If the driver performs poorly, the officer could demand more extensive testing at the police station by a Drug Recognition Expert (DRE), a specially trained officer.

If the DRE, after completing an evaluation, has reasonable grounds to believe that the person is impaired by drugs or a combination of alcohol and drugs, the officer may make a demand for a urine, saliva or blood sample to determine the presence of drugs. Failure to provide a sample on demand would be a criminal offence punishable by the same penalty as refusing an alcohol breath test.

Blood samples may only be taken by a qualified medical practitioner.
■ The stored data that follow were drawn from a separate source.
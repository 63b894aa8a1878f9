//! # Config Node Model
//!
//! The immutable tree that the serializers walk. A tree is made of nodes that
//! implement [`ConfigNode`]: each node exposes its scalar fields, the relation
//! slots declared by its kind, the children held in each slot, an optional
//! resource binding and an operation mode.
//!
//! ## Relation taxonomy
//!
//! Every slot has a [`Cardinality`] and a [`SlotKind`]:
//!
//! - **Anchor** slots lead to structurally distinct kinds. Their children are
//!   independently addressable and can belong to another resource.
//! - **Chain** slots are self-referential. Their children are always inlined
//!   into the value of the nearest anchor.
//!
//! [`Entity`] is the concrete node type built by the model loader in
//! [`crate::config`]; other node types can take part in serialization by
//! implementing [`ConfigNode`].

use std::collections::BTreeMap;
use std::fmt;
use std::sync::Arc;

use serde::{Deserialize, Serialize};
use serde_json::{Map, Value};

use crate::error::{Error, Result};

/// Identity of the external resource that owns a node.
#[derive(Debug, Clone, PartialEq, Eq, PartialOrd, Ord, Hash, Serialize, Deserialize)]
#[serde(transparent)]
pub struct ResourceId(String);

impl ResourceId {
    pub fn new(id: impl Into<String>) -> Self {
        Self(id.into())
    }

    pub fn as_str(&self) -> &str {
        &self.0
    }
}

impl fmt::Display for ResourceId {
    fn fmt(&self, f: &mut fmt::Formatter<'_>) -> fmt::Result {
        f.write_str(&self.0)
    }
}

impl From<&str> for ResourceId {
    fn from(id: &str) -> Self {
        Self::new(id)
    }
}

impl From<String> for ResourceId {
    fn from(id: String) -> Self {
        Self(id)
    }
}

/// How a serialized value is combined with the data already at its path.
#[derive(Debug, Clone, Copy, Default, PartialEq, Eq, Hash, Serialize, Deserialize)]
#[serde(rename_all = "lowercase")]
pub enum OperationMode {
    /// Deep-merge the value into the existing node.
    #[default]
    Merge,
    /// Overwrite the existing node with the value.
    Replace,
}

impl fmt::Display for OperationMode {
    fn fmt(&self, f: &mut fmt::Formatter<'_>) -> fmt::Result {
        match self {
            OperationMode::Merge => f.write_str("merge"),
            OperationMode::Replace => f.write_str("replace"),
        }
    }
}

/// How many children a relation slot holds.
#[derive(Debug, Clone, PartialEq, Eq)]
pub enum Cardinality {
    /// Exactly one child.
    SingleRequired,
    /// Zero or one child.
    SingleOptional,
    /// An ordered list of children, told apart by the value of `index_field`.
    Many { index_field: String },
}

impl Cardinality {
    /// Check a child count against this cardinality.
    pub fn check(&self, slot: &str, found: usize) -> Result<()> {
        let expected = match self {
            Cardinality::SingleRequired if found != 1 => "exactly one",
            Cardinality::SingleOptional if found > 1 => "at most one",
            _ => return Ok(()),
        };
        Err(Error::Cardinality {
            slot: slot.to_string(),
            expected: expected.to_string(),
            found,
        })
    }

    pub fn index_field(&self) -> Option<&str> {
        match self {
            Cardinality::Many { index_field } => Some(index_field),
            _ => None,
        }
    }
}

/// Whether a slot's children are addressed on their own or folded into
/// their parent's value.
#[derive(Debug, Clone, Copy, PartialEq, Eq)]
pub enum SlotKind {
    Anchor,
    Chain,
}

/// A named relation slot declared by a node kind.
#[derive(Debug, Clone, PartialEq, Eq)]
pub struct RelationSlot {
    /// Field name the children are serialized under.
    pub name: String,
    /// Name of the kind the children must be (or derive from).
    pub target: String,
    pub cardinality: Cardinality,
    pub kind: SlotKind,
}

impl RelationSlot {
    pub fn new(
        name: impl Into<String>,
        target: impl Into<String>,
        cardinality: Cardinality,
        kind: SlotKind,
    ) -> Self {
        Self {
            name: name.into(),
            target: target.into(),
            cardinality,
            kind,
        }
    }

    /// An anchor slot holding exactly one child.
    pub fn required(name: impl Into<String>, target: impl Into<String>) -> Self {
        Self::new(name, target, Cardinality::SingleRequired, SlotKind::Anchor)
    }

    /// An anchor slot holding zero or one child.
    pub fn optional(name: impl Into<String>, target: impl Into<String>) -> Self {
        Self::new(name, target, Cardinality::SingleOptional, SlotKind::Anchor)
    }

    /// An anchor slot holding a list of children indexed by `index_field`.
    pub fn many(
        name: impl Into<String>,
        target: impl Into<String>,
        index_field: impl Into<String>,
    ) -> Self {
        Self::new(
            name,
            target,
            Cardinality::Many {
                index_field: index_field.into(),
            },
            SlotKind::Anchor,
        )
    }

    /// Turn this slot into a chain slot.
    pub fn chain(mut self) -> Self {
        self.kind = SlotKind::Chain;
        self
    }

    pub fn is_anchor(&self) -> bool {
        self.kind == SlotKind::Anchor
    }
}

/// The capability every serializable node type implements.
///
/// Implementations must be `Sync`: serializers for distinct resources may
/// walk the same tree from several threads.
///
/// Cycle detection tells nodes apart by address, size and kind name. Two
/// distinct nodes that agree on all three, such as zero-sized nodes of the
/// same kind, count as the same node.
pub trait ConfigNode: Sync {
    /// Name of the node's kind, used in diagnostics.
    fn kind_name(&self) -> &str;

    fn scalar_fields(&self) -> &Map<String, Value>;

    /// The relation slots of this node, in declaration order.
    fn relation_slots(&self) -> &[RelationSlot];

    /// Children held in the slot named `slot`, in list order.
    fn related(&self, slot: &str) -> Vec<&dyn ConfigNode>;

    fn resource_binding(&self) -> Option<&ResourceId>;

    fn operation_mode(&self) -> OperationMode {
        OperationMode::Merge
    }
}

/// A node kind: its lineage, field defaults and relation slot table.
///
/// Built once, either by hand or by [`crate::schema::Schema`], and shared by
/// every entity of that kind.
#[derive(Debug, Clone, PartialEq)]
pub struct NodeKind {
    name: String,
    lineage: Vec<String>,
    defaults: Map<String, Value>,
    slots: Vec<RelationSlot>,
}

impl NodeKind {
    pub fn new(name: impl Into<String>) -> Self {
        let name = name.into();
        Self {
            lineage: vec![name.clone()],
            name,
            defaults: Map::new(),
            slots: Vec::new(),
        }
    }

    /// Record `parent` as an ancestor of this kind.
    pub fn with_ancestor(mut self, parent: impl Into<String>) -> Self {
        self.lineage.push(parent.into());
        self
    }

    pub fn with_default(mut self, field: impl Into<String>, value: impl Into<Value>) -> Self {
        self.defaults.insert(field.into(), value.into());
        self
    }

    pub fn with_slot(mut self, slot: RelationSlot) -> Self {
        self.slots.push(slot);
        self
    }

    pub fn name(&self) -> &str {
        &self.name
    }

    /// Whether this kind is `name` or derives from it.
    pub fn is_a(&self, name: &str) -> bool {
        self.lineage.iter().any(|kind| kind == name)
    }

    pub fn defaults(&self) -> &Map<String, Value> {
        &self.defaults
    }

    pub fn slots(&self) -> &[RelationSlot] {
        &self.slots
    }

    pub fn slot(&self, name: &str) -> Option<&RelationSlot> {
        self.slots.iter().find(|slot| slot.name == name)
    }

    pub fn into_shared(self) -> Arc<NodeKind> {
        Arc::new(self)
    }
}

/// The concrete, owned config node.
#[derive(Debug, Clone, PartialEq)]
pub struct Entity {
    kind: Arc<NodeKind>,
    fields: Map<String, Value>,
    relations: BTreeMap<String, Vec<Entity>>,
    resource: Option<ResourceId>,
    operation: OperationMode,
}

impl Entity {
    pub fn builder(kind: Arc<NodeKind>) -> EntityBuilder {
        EntityBuilder {
            kind,
            fields: Map::new(),
            relations: BTreeMap::new(),
            resource: None,
            operation: OperationMode::default(),
        }
    }

    pub fn kind(&self) -> &Arc<NodeKind> {
        &self.kind
    }

    /// Children held in `slot`; empty when the slot is unset or unknown.
    pub fn children(&self, slot: &str) -> &[Entity] {
        self.relations.get(slot).map(Vec::as_slice).unwrap_or(&[])
    }
}

impl ConfigNode for Entity {
    fn kind_name(&self) -> &str {
        self.kind.name()
    }

    fn scalar_fields(&self) -> &Map<String, Value> {
        &self.fields
    }

    fn relation_slots(&self) -> &[RelationSlot] {
        self.kind.slots()
    }

    fn related(&self, slot: &str) -> Vec<&dyn ConfigNode> {
        self.children(slot)
            .iter()
            .map(|child| child as &dyn ConfigNode)
            .collect()
    }

    fn resource_binding(&self) -> Option<&ResourceId> {
        self.resource.as_ref()
    }

    fn operation_mode(&self) -> OperationMode {
        self.operation
    }
}

/// Builder for [`Entity`].
///
/// Fields start from the kind's defaults. `build` checks that every relation
/// names a slot of the kind and that each child's kind fits the slot target;
/// cardinalities are checked by the serializers.
#[derive(Debug)]
pub struct EntityBuilder {
    kind: Arc<NodeKind>,
    fields: Map<String, Value>,
    relations: BTreeMap<String, Vec<Entity>>,
    resource: Option<ResourceId>,
    operation: OperationMode,
}

impl EntityBuilder {
    pub fn field(mut self, name: impl Into<String>, value: impl Into<Value>) -> Self {
        self.fields.insert(name.into(), value.into());
        self
    }

    pub fn fields(mut self, fields: Map<String, Value>) -> Self {
        self.fields.extend(fields);
        self
    }

    pub fn resource(mut self, resource: impl Into<ResourceId>) -> Self {
        self.resource = Some(resource.into());
        self
    }

    pub fn operation(mut self, operation: OperationMode) -> Self {
        self.operation = operation;
        self
    }

    /// Append `child` to the slot named `slot`.
    pub fn child(mut self, slot: impl Into<String>, child: Entity) -> Self {
        self.relations.entry(slot.into()).or_default().push(child);
        self
    }

    pub fn build(self) -> Result<Entity> {
        for (slot_name, children) in &self.relations {
            let slot = self.kind.slot(slot_name).ok_or_else(|| Error::Schema {
                message: format!(
                    "kind '{}' has no relation named '{}'",
                    self.kind.name(),
                    slot_name
                ),
            })?;
            if let Some(child) = children.iter().find(|child| !child.kind.is_a(&slot.target)) {
                return Err(Error::Schema {
                    message: format!(
                        "relation '{}.{}' expects '{}', got '{}'",
                        self.kind.name(),
                        slot_name,
                        slot.target,
                        child.kind.name()
                    ),
                });
            }
        }

        let mut fields = self.kind.defaults().clone();
        fields.extend(self.fields);

        Ok(Entity {
            kind: self.kind,
            fields,
            relations: self.relations,
            resource: self.resource,
            operation: self.operation,
        })
    }
}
The Department of Justice has set out 12 steps that comprise a DRE evaluation:

  1. a breath test;
  2. an interview of the arresting officer as to what symptoms were observed at the scene;
  3. a preliminary examination of the person;
  4. an eye examination;
  5. a series of divided-attention tasks;
  6. an examination of vital signs, such as blood pressure, temperature and pulse;
  7. a dark-room examination of pupil size;
  8. a check of muscle tone;
  9. an examination of typical injection sites on the body;
  10. the giving of an opinion by the drug recognition expert;
  11. an interview with the subject;
  12. the provision of a bodily fluid sample.

Quebec, British Columbia and Manitoba already use DRE testing, but the tests are voluntary. Laws similar to the proposed amendments exist in most U.S. states and in Australia, New Zealand and some European countries.